Using hot word recognition

The term hot word recognition describes a scenario where the system is constantly listening for a particular command word or phrase (the hot word) that acts as the signal for it to take a given action. For example, hot word recognition can take place while the user is placing a bridged transfer call to a third party. In this scenario, when the system recognizes the hot word, it ends the call to the third party, and the dialog between the caller and the application resumes.

Another possible use of hot word recognition is during the playing of a long prompt, where the hot word can be used simply to stop the prompt and continue with the next part of the application. The advantage of using hot word over normal recognition in this scenario is that the prompt playback will only be stopped when a successful recognition has occurred, rather than at the moment when the user has started to speak.

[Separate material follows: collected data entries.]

#[cfg(test)]
mod tests {
    use super::*;
    use chrono::Duration as ChronoDuration;
    use std::collections::VecDeque;
    use std::sync::atomic::AtomicU32;
    use std::sync::Mutex as StdMutex;

    fn article(id: &str, minutes_ago: i64) -> Article {
        let published = Utc::now() - ChronoDuration::minutes(minutes_ago);
        Article {
            id: id.to_string(),
            title: format!("Headline for {id}"),
            body: "Body text long enough for a feed entry.".to_string(),
            source: "Wire Desk".to_string(),
            source_url: "https://example.com/a".to_string(),
            category: Some("world".to_string()),
            topics: vec!["world".to_string()],
            published_at: published,
            created_at: published,
            content_quality: 0.7,
            credibility: 0.7,
            bias: 0.3,
            sentiment: 0.5,
            polarization: 0.2,
            engagement_score: 5.0,
            estimated_read_minutes: 4,
            depth_score: 0.5,
        }
    }

    fn entry(id: &str, minutes_ago: i64) -> FeedArticle {
        FeedArticle::new(article(id, minutes_ago))
    }

    fn test_config(auto_refresh_secs: u64) -> FeedConfig {
        FeedConfig {
            auto_refresh_secs,
            page_size: 20,
            initial_load_attempts: 3,
            initial_backoff_ms: 1,
            event_capacity: 16,
        }
    }

    struct ScriptedResponse {
        delay: Duration,
        result: Result<Vec<FeedArticle>>,
    }

    /// Feed source that replays queued responses in call order and
    /// returns an empty page once the script runs out.
    #[derive(Default)]
    struct ScriptedSource {
        responses: StdMutex<VecDeque<ScriptedResponse>>,
        calls: AtomicU32,
        sinces: StdMutex<Vec<Option<DateTime<Utc>>>>,
    }

    impl ScriptedSource {
        fn push_ok(&self, entries: Vec<FeedArticle>) {
            self.push(Duration::ZERO, Ok(entries));
        }

        fn push_ok_after(&self, delay: Duration, entries: Vec<FeedArticle>) {
            self.push(delay, Ok(entries));
        }

        fn push_err(&self, message: &str) {
            self.push(Duration::ZERO, Err(AppError::Storage(message.to_string())));
        }

        fn push(&self, delay: Duration, result: Result<Vec<FeedArticle>>) {
            self.responses
                .lock()
                .unwrap()
                .push_back(ScriptedResponse { delay, result });
        }

        fn calls(&self) -> u32 {
            self.calls.load(Ordering::SeqCst)
        }

        fn sinces(&self) -> Vec<Option<DateTime<Utc>>> {
            self.sinces.lock().unwrap().clone()
        }
    }

    #[async_trait]
    impl FeedSource for ScriptedSource {
        async fn fetch_page(
            &self,
            _user_id: Option<Uuid>,
            since: Option<DateTime<Utc>>,
            _limit: usize,
        ) -> Result<Vec<FeedArticle>> {
            self.calls.fetch_add(1, Ordering::SeqCst);
            self.sinces.lock().unwrap().push(since);

            let next = self.responses.lock().unwrap().pop_front();
            match next {
                Some(response) => {
                    if !response.delay.is_zero() {
                        tokio::time::sleep(response.delay).await;
                    }
                    response.result
                }
                None => Ok(Vec::new()),
            }
        }
    }

    /// Give the worker task scheduler slices to drain ready work.
    async fn drain_scheduler() {
        for _ in 0..20 {
            tokio::task::yield_now().await;
        }
    }

    #[tokio::test(start_paused = true)]
    async fn test_initial_load_retries_transient_failures() {
        let source = Arc::new(ScriptedSource::default());
        source.push_err("storage offline");
        source.push_err("storage offline");
        source.push_ok(vec![entry("a-1", 5)]);
        let bus = FeedEventBus::new(16);

        let session = FeedSession::open(source.clone(), &bus, test_config(300), None)
            .await
            .unwrap();

        assert_eq!(source.calls(), 3);
        let snapshot = session.snapshot().await;
        assert_eq!(snapshot.articles.len(), 1);
        assert_eq!(snapshot.articles[0].article.id, "a-1");
    }

    #[tokio::test(start_paused = true)]
    async fn test_initial_load_exhaustion_surfaces_refresh_error() {
        let source = Arc::new(ScriptedSource::default());
        source.push_err("storage offline");
        source.push_err("storage offline");
        source.push_err("storage offline");
        let bus = FeedEventBus::new(16);

        let result = FeedSession::open(source.clone(), &bus, test_config(300), None).await;

        assert_eq!(source.calls(), 3);
        match result {
            Err(AppError::FeedRefresh(_)) => {}
            other => panic!("expected FeedRefresh error, got {other:?}"),
        }
    }

    #[tokio::test(start_paused = true)]
    async fn test_auto_refresh_fetches_from_watermark() {
        let source = Arc::new(ScriptedSource::default());
        source.push_ok(vec![entry("a-1", 60)]);
        source.push_ok(vec![entry("a-2", 1)]);
        let bus = FeedEventBus::new(16);

        let session = FeedSession::open(source.clone(), &bus, test_config(300), None)
            .await
            .unwrap();
        let watermark = session.snapshot().await.watermark;
        assert!(watermark.is_some());

        tokio::time::sleep(Duration::from_secs(301)).await;
        drain_scheduler().await;

        let snapshot = session.snapshot().await;
        assert_eq!(snapshot.articles.len(), 2);
        assert_eq!(snapshot.articles[0].article.id, "a-2");
        // The tick requested only articles newer than the initial load.
        assert_eq!(source.sinces(), vec![None, watermark]);
    }

    #[tokio::test(start_paused = true)]
    async fn test_manual_refresh_resets_state_with_auto_in_flight() {
        let source = Arc::new(ScriptedSource::default());
        source.push_ok(vec![entry("a-1", 60)]);
        // The automatic tick will sit in this fetch while the manual
        // refresh arrives.
        source.push_ok_after(Duration::from_secs(5), vec![entry("a-2", 1)]);
        source.push_ok(Vec::new());
        let bus = FeedEventBus::new(16);

        let session = FeedSession::open(source.clone(), &bus, test_config(1), None)
            .await
            .unwrap();
        session.set_at_top(false).await;

        // Let the 1s tick fire and start its slow fetch.
        tokio::time::sleep(Duration::from_millis(1100)).await;

        let outcome = session.refresh_now().await.unwrap();

        assert_eq!(outcome, MergeOutcome::Empty);
        let snapshot = session.snapshot().await;
        // The auto refresh queued a-2; the manual reset dropped it along
        // with the watermark, and the empty re-fetch left both alone.
        assert_eq!(snapshot.pending_count, 0);
        assert!(snapshot.watermark.is_none());
        assert_eq!(snapshot.articles.len(), 1);
        assert_eq!(snapshot.articles[0].article.id, "a-1");
    }

    #[tokio::test(start_paused = true)]
    async fn test_breaking_events_dedup_by_article_id() {
        let source = Arc::new(ScriptedSource::default());
        let bus = FeedEventBus::new(16);

        let session = FeedSession::open(source, &bus, test_config(300), None)
            .await
            .unwrap();
        drain_scheduler().await;

        bus.publish(FeedEvent::BreakingNews(article("a-1", 2)));
        bus.publish(FeedEvent::BreakingNews(article("a-1", 2)));
        bus.publish(FeedEvent::BreakingNews(article("a-2", 1)));
        drain_scheduler().await;

        let snapshot = session.snapshot().await;
        let ids: Vec<&str> = snapshot
            .articles
            .iter()
            .map(|e| e.article.id.as_str())
            .collect();
        assert_eq!(ids, vec!["a-2", "a-1"]);
    }

    #[tokio::test(start_paused = true)]
    async fn test_breaking_events_queue_when_scrolled_down() {
        let source = Arc::new(ScriptedSource::default());
        source.push_ok(vec![entry("a-1", 60)]);
        let bus = FeedEventBus::new(16);

        let session = FeedSession::open(source, &bus, test_config(300), None)
            .await
            .unwrap();
        session.set_at_top(false).await;
        drain_scheduler().await;

        bus.publish(FeedEvent::BreakingNews(article("a-2", 1)));
        drain_scheduler().await;

        assert_eq!(session.pending_count().await, 1);
        let snapshot = session.snapshot().await;
        assert_eq!(snapshot.articles.len(), 1);

        assert_eq!(session.apply_pending().await, 1);
        assert_eq!(session.snapshot().await.articles[0].article.id, "a-2");
    }

    #[tokio::test(start_paused = true)]
    async fn test_fetch_completing_after_close_is_discarded() {
        let source = Arc::new(ScriptedSource::default());
        source.push_ok(vec![entry("a-1", 60)]);
        source.push_ok_after(Duration::from_secs(5), vec![entry("a-2", 1)]);
        let bus = FeedEventBus::new(16);

        let session = FeedSession::open(source, &bus, test_config(1), None)
            .await
            .unwrap();
        let watermark = session.snapshot().await.watermark;

        // Tick fires, fetch goes in flight, then the session closes.
        tokio::time::sleep(Duration::from_millis(1100)).await;
        session.close();
        tokio::time::sleep(Duration::from_secs(6)).await;
        drain_scheduler().await;

        let snapshot = session.snapshot().await;
        assert_eq!(snapshot.articles.len(), 1);
        assert_eq!(snapshot.articles[0].article.id, "a-1");
        assert_eq!(snapshot.watermark, watermark);
    }

    #[tokio::test(start_paused = true)]
    async fn test_refresh_now_after_close_errors() {
        let source = Arc::new(ScriptedSource::default());
        let bus = FeedEventBus::new(16);

        let session = FeedSession::open(source, &bus, test_config(300), None)
            .await
            .unwrap();
        session.close();
        drain_scheduler().await;

        match session.refresh_now().await {
            Err(AppError::FeedRefresh(_)) => {}
            other => panic!("expected FeedRefresh error, got {other:?}"),
        }
    }

    #[tokio::test(start_paused = true)]
    async fn test_local_edit_survives_refetch_of_same_article() {
        let source = Arc::new(ScriptedSource::default());
        source.push_ok(vec![entry("a-1", 60)]);
        // Manual refresh returns the same article, unliked.
        source.push_ok(vec![entry("a-1", 60)]);
        let bus = FeedEventBus::new(16);

        let session = FeedSession::open(source, &bus, test_config(300), None)
            .await
            .unwrap();
        assert!(session.set_liked("a-1", true).await);

        let outcome = session.refresh_now().await.unwrap();

        assert_eq!(outcome, MergeOutcome::Empty);
        let snapshot = session.snapshot().await;
        assert_eq!(snapshot.articles.len(), 1);
        assert!(snapshot.articles[0].is_liked);
    }
}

A typical speech recognition application is designed as a turn-taking dialog, where the system and the user take turns speaking to one another. In this scenario, the recognizer knows when to expect audio from the user.

In other cases, the system listens to and processes the stream of speech but does not take any action until it recognizes a hot word. In this scenario, the recognizer does not know when to expect the hot word. However, the moment the hot word is recognized, the application stops listening and takes action.

There are two principal occasions where you can find a hot word useful:

  • Hot word return from a <transfer> element allows the user to terminate a bridged <transfer> and return to the application. Voice Platform supports either near-end (the caller or party A uses the hot word) or far-end (the called party or party C uses the hot word) hot word return.
  • A field-level hot word allows you to specify hot word recognition instead of standard recognition for a particular <field>.